For the last few months, our metrics team, headed by Caitlin Trasande, have been hard at work on a project with Nature Publishing Group. Yesterday, the fruits of that project went live – the Nature Publishing Index Global Top 50 – a ranked list of the top 50 institutions in the world, according to how many primary research articles in Nature research journals.

Caitlin joins us here on the Digital Science blog to tell us more about the work involved in pulling this index together – not an easy nor straightforward task. Science metrics is an area of the research process that’s riddled with inefficiencies and ambiguity, yet another area that can benefit from better use of technology and technical know-how. The Global Top 50 represents the first example of what can be done in this space, in pairing open and meaningful data from the science publishing world with information and metrics from other resources to surface new insights – in this case, the number of Nature articles published by institution. 

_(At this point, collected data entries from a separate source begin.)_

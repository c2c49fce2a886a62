//! Static file serving module
//!
//! Resolves request paths under a root directory, handles directory index
//! and trailing-slash redirects, and builds file responses with
//! `Last-Modified`, conditional and byte-range support.

use super::{Handler, HandlerFuture, RequestContext};
use crate::http::{self, cache, mime, path, range::RangeParseResult};
use crate::logger;
use http_body_util::Full;
use hyper::body::Bytes;
use hyper::header::HeaderMap;
use hyper::{Method, Response};
use std::io;
use std::path::{Path, PathBuf};
use std::time::SystemTime;
use tokio::fs;

/// File served for a directory request ending in `/`
const INDEX_FILE: &str = "index.html";

/// Serves files below a fixed root directory
#[derive(Debug, Clone)]
pub struct FileServer {
    root: PathBuf,
}

impl FileServer {
    pub fn new(root: impl Into<PathBuf>) -> Self {
        Self { root: root.into() }
    }

    async fn serve_path(&self, ctx: &RequestContext) -> Response<Full<Bytes>> {
        let request_path = if ctx.path.starts_with('/') {
            ctx.path.clone()
        } else {
            format!("/{}", ctx.path)
        };
        let file_path = path::resolve_under(&self.root, &request_path);

        let metadata = match fs::metadata(&file_path).await {
            Ok(m) => m,
            Err(e) => return error_response(&file_path, &e),
        };

        if metadata.is_dir() {
            if !request_path.ends_with('/') {
                let target = format!("{}/", path::encode_path(path::base_name(&request_path)));
                let location = path::with_query(&target, ctx.query.as_deref());
                return http::build_redirect_response(&location);
            }
            return self.serve_index(ctx, &file_path).await;
        }

        if request_path.ends_with('/') {
            let target = format!("../{}", path::encode_path(path::base_name(&request_path)));
            let location = path::with_query(&target, ctx.query.as_deref());
            return http::build_redirect_response(&location);
        }

        serve_file(ctx, &file_path, metadata.modified().ok()).await
    }

    async fn serve_index(&self, ctx: &RequestContext, dir: &Path) -> Response<Full<Bytes>> {
        let index_path = dir.join(INDEX_FILE);
        match fs::metadata(&index_path).await {
            Ok(m) if m.is_file() => serve_file(ctx, &index_path, m.modified().ok()).await,
            // No directory listing: a directory without index is not found
            Ok(_) => http::build_404_response(),
            Err(e) => error_response(&index_path, &e),
        }
    }
}

impl Handler for FileServer {
    fn serve<'a>(&'a self, ctx: &'a RequestContext, headers: HeaderMap) -> HandlerFuture<'a> {
        Box::pin(async move { http::merge_headers(self.serve_path(ctx).await, &headers) })
    }
}

/// Read a file and answer with 200, 206, 304 or 416
async fn serve_file(
    ctx: &RequestContext,
    file_path: &Path,
    modified: Option<SystemTime>,
) -> Response<Full<Bytes>> {
    let last_modified = modified.map(cache::format_http_date);

    if matches!(ctx.method, Method::GET | Method::HEAD)
        && cache::not_modified_since(ctx.if_modified_since.as_deref(), modified)
    {
        return http::build_304_response(last_modified.as_deref());
    }

    let content = match fs::read(file_path).await {
        Ok(c) => Bytes::from(c),
        Err(e) => return error_response(file_path, &e),
    };
    let content_type =
        mime::content_type_for(file_path.extension().and_then(|e| e.to_str()), &content);
    let total_size = content.len() as u64;

    match http::parse_range_header(ctx.range_header.as_deref(), total_size) {
        RangeParseResult::Valid(range) => {
            let (start, end) = match (usize::try_from(range.start), usize::try_from(range.end)) {
                (Ok(s), Ok(e)) => (s, e),
                _ => return http::build_416_response(total_size),
            };
            http::response::build_partial_response(
                content.slice(start..=end),
                content_type,
                last_modified.as_deref(),
                range,
                total_size,
                ctx.is_head(),
            )
        }
        RangeParseResult::NotSatisfiable => http::build_416_response(total_size),
        RangeParseResult::None => http::response::build_file_response(
            content,
            content_type,
            last_modified.as_deref(),
            ctx.is_head(),
        ),
    }
}

/// Map a filesystem error to 404, 403 or 500
fn error_response(file_path: &Path, err: &io::Error) -> Response<Full<Bytes>> {
    match err.kind() {
        // Missing files are routine, not worth a log line
        io::ErrorKind::NotFound | io::ErrorKind::NotADirectory => http::build_404_response(),
        io::ErrorKind::PermissionDenied => {
            logger::log_warning(&format!("Permission denied: {}", file_path.display()));
            http::build_403_response()
        }
        _ => {
            logger::log_error(&format!(
                "Failed to read '{}': {err}",
                file_path.display()
            ));
            http::build_500_response()
        }
    }
}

 And with that, I’ll hand the mic over to Caitlin:

Technically, this begins as a task of deciphering and mapping of the myriad institutional names (and forms) used by authors in Nature research journals and in many cases, harmonising their affiliate institutions and campuses. Take for example “Max Planck Institute” – a network of nearly 80 research institutes in Germany. In some cases, a judgement call has to be made about when to aggregate data from those institutes, or, in the case of individual campuses in the University of California system, when to let those institutes stand alone. The data is messy, presenting matching issues alongside scalability challenges, which the Metrics team has been diligently working to make better sense of in collaboration with Nature Publishing Group.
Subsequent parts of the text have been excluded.